**Task statement:** Below are the records; collect from them each line containing the string "alignment".

(Saved entries)
- - -

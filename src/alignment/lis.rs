/// Longest strictly increasing subsequence, by value.
///
/// Single patience-sorting pass: `tails[k]` holds the position of the smallest
/// value that ends an increasing run of length `k + 1`. A value equal to an
/// existing tail replaces nothing, so the earliest-seen element wins and the
/// reconstructed run is the one ending in the smallest final value.
///
/// ```
/// use typo_align::alignment::lis::find_lis;
///
/// assert_eq!(find_lis(&[1, 0, 2, 1, 3]), vec![0, 1, 3]);
/// assert_eq!(find_lis(&[2, 6, 0, 8, 1, 3, 1]), vec![0, 1, 3]);
/// ```
#[must_use]
pub fn find_lis(values: &[usize]) -> Vec<usize> {
    let mut tails: Vec<usize> = Vec::new();
    let mut predecessors: Vec<Option<usize>> = vec![None; values.len()];

    for (i, &value) in values.iter().enumerate() {
        match tails.binary_search_by(|&t| values[t].cmp(&value)) {
            Ok(_) => {}
            Err(len) => {
                predecessors[i] = len.checked_sub(1).map(|k| tails[k]);
                if len == tails.len() {
                    tails.push(i);
                } else {
                    tails[len] = i;
                }
            }
        }
    }

    let mut lis = Vec::with_capacity(tails.len());
    let mut cursor = tails.last().copied();
    while let Some(i) = cursor {
        lis.push(values[i]);
        cursor = predecessors[i];
    }
    lis.reverse();
    lis
}

#[cfg(test)]
mod tests {
    use super::*;

    #[test]
    fn test_find_lis_basic() {
        assert_eq!(find_lis(&[1, 2, 3, 4, 5]), vec![1, 2, 3, 4, 5]);
        assert_eq!(find_lis(&[5, 4, 3, 2, 1]), vec![1]);
        assert_eq!(find_lis(&[1, 3, 2, 4, 5]), vec![1, 2, 4, 5]);
        assert!(find_lis(&[]).is_empty());
        assert_eq!(find_lis(&[7]), vec![7]);
    }

    #[test]
    fn test_find_lis_duplicates() {
        assert_eq!(find_lis(&[1, 0, 2, 1, 3]), vec![0, 1, 3]);
        assert_eq!(find_lis(&[2, 6, 0, 8, 1, 3, 1]), vec![0, 1, 3]);
        assert_eq!(find_lis(&[3, 3, 3]), vec![3]);
        assert_eq!(find_lis(&[1, 1, 2, 2]), vec![1, 2]);
    }

    #[test]
    fn test_find_lis_prefers_smallest_tail() {
        // [3, 4] and [1, 2] both have length 2
        assert_eq!(find_lis(&[3, 4, 1, 2]), vec![1, 2]);
        assert_eq!(find_lis(&[3, 1]), vec![1]);
    }

    #[test]
    fn test_find_lis_is_idempotent() {
        for input in [
            vec![2, 6, 0, 8, 1, 3, 1],
            vec![1, 0, 2, 1, 3],
            vec![9, 1, 8, 2, 7, 3],
        ] {
            let lis = find_lis(&input);
            assert_eq!(find_lis(&lis), lis);
            assert!(lis.windows(2).all(|w| w[0] < w[1]));
        }
    }
}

- - -

**Finished task:**
filename src/alignment/lis.rs
/// use typo_align::alignment::lis::find_lis;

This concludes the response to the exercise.